Segment Open

use crate::utils::error::{EtlError, Result};
use url::Url;

pub trait Validate {
    fn validate(&self) -> Result<()>;
}

fn invalid(field_name: &str, value: impl ToString, reason: impl Into<String>) -> EtlError {
    EtlError::InvalidConfigValueError {
        field: field_name.to_string(),
        value: value.to_string(),
        reason: reason.into(),
    }
}

pub fn validate_url(field_name: &str, url_str: &str) -> Result<()> {
    if url_str.is_empty() {
        return Err(invalid(field_name, url_str, "URL cannot be empty"));
    }

    match Url::parse(url_str) {
        Ok(url) => match url.scheme() {
            "http" | "https" => Ok(()),
            scheme => Err(invalid(
                field_name,
                url_str,
                format!("Unsupported URL scheme: {}", scheme),
            )),
        },
        Err(e) => Err(invalid(
            field_name,
            url_str,
            format!("Invalid URL format: {}", e),
        )),
    }
}

pub fn validate_path(field_name: &str, path: &str) -> Result<()> {
    if path.is_empty() {
        return Err(invalid(field_name, path, "Path cannot be empty"));
    }

    if path.contains('\0') {
        return Err(invalid(field_name, path, "Path contains null bytes"));
    }

    Ok(())
}

/// 必填設定：缺少或空白時回傳 ConfigurationError
pub fn validate_required(field_name: &str, value: &str) -> Result<()> {
    if value.trim().is_empty() {
        return Err(EtlError::ConfigurationError {
            message: format!("required setting '{}' is missing or empty", field_name),
        });
    }
    Ok(())
}

pub fn validate_non_empty_string(field_name: &str, value: &str) -> Result<()> {
    if value.trim().is_empty() {
        return Err(invalid(
            field_name,
            value,
            "Value cannot be empty or whitespace-only",
        ));
    }
    Ok(())
}

pub fn validate_positive_number(field_name: &str, value: usize, min_value: usize) -> Result<()> {
    if value < min_value {
        return Err(invalid(
            field_name,
            value,
            format!("Value must be at least {}", min_value),
        ));
    }
    Ok(())
}

pub fn validate_range<T: PartialOrd + std::fmt::Display + Copy>(
    field_name: &str,
    value: T,
    min: T,
    max: T,
) -> Result<()> {
    if value < min || value > max {
        return Err(invalid(
            field_name,
            value,
            format!("Value must be between {} and {}", min, max),
        ));
    }
    Ok(())
}

/// BigQuery dataset / table names: letters, digits and underscores.
pub fn validate_identifier(field_name: &str, value: &str) -> Result<()> {
    validate_non_empty_string(field_name, value)?;

    if !value.chars().all(|c| c.is_ascii_alphanumeric() || c == '_') {
        return Err(invalid(
            field_name,
            value,
            "Only letters, digits and underscores are allowed",
        ));
    }
    Ok(())
}

pub fn validate_gcs_bucket_name(field_name: &str, bucket_name: &str) -> Result<()> {
    if bucket_name.len() < 3 || bucket_name.len() > 63 {
        return Err(invalid(
            field_name,
            bucket_name,
            "Bucket name must be between 3 and 63 characters",
        ));
    }

    if !bucket_name
        .chars()
        .all(|c| c.is_ascii_lowercase() || c.is_ascii_digit() || matches!(c, '-' | '_' | '.'))
    {
        return Err(invalid(
            field_name,
            bucket_name,
            "Bucket name can only contain lowercase letters, numbers, hyphens, underscores and dots",
        ));
    }

    let first = bucket_name.chars().next();
    let last = bucket_name.chars().last();
    let alnum = |c: Option<char>| c.is_some_and(|c| c.is_ascii_alphanumeric());
    if !alnum(first) || !alnum(last) {
        return Err(invalid(
            field_name,
            bucket_name,
            "Bucket name must start and end with a letter or number",
        ));
    }

    Ok(())
}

Segment Closed

## Task description
Go through the entries above and copy every line containing "format".

## Answer box
                format!("Unsupported URL scheme: {}", scheme),
            format!("Invalid URL format: {}", e),
            message: format!("required setting '{}' is missing or empty", field_name),
            format!("Value must be at least {}", min_value),
            format!("Value must be between {} and {}", min, max),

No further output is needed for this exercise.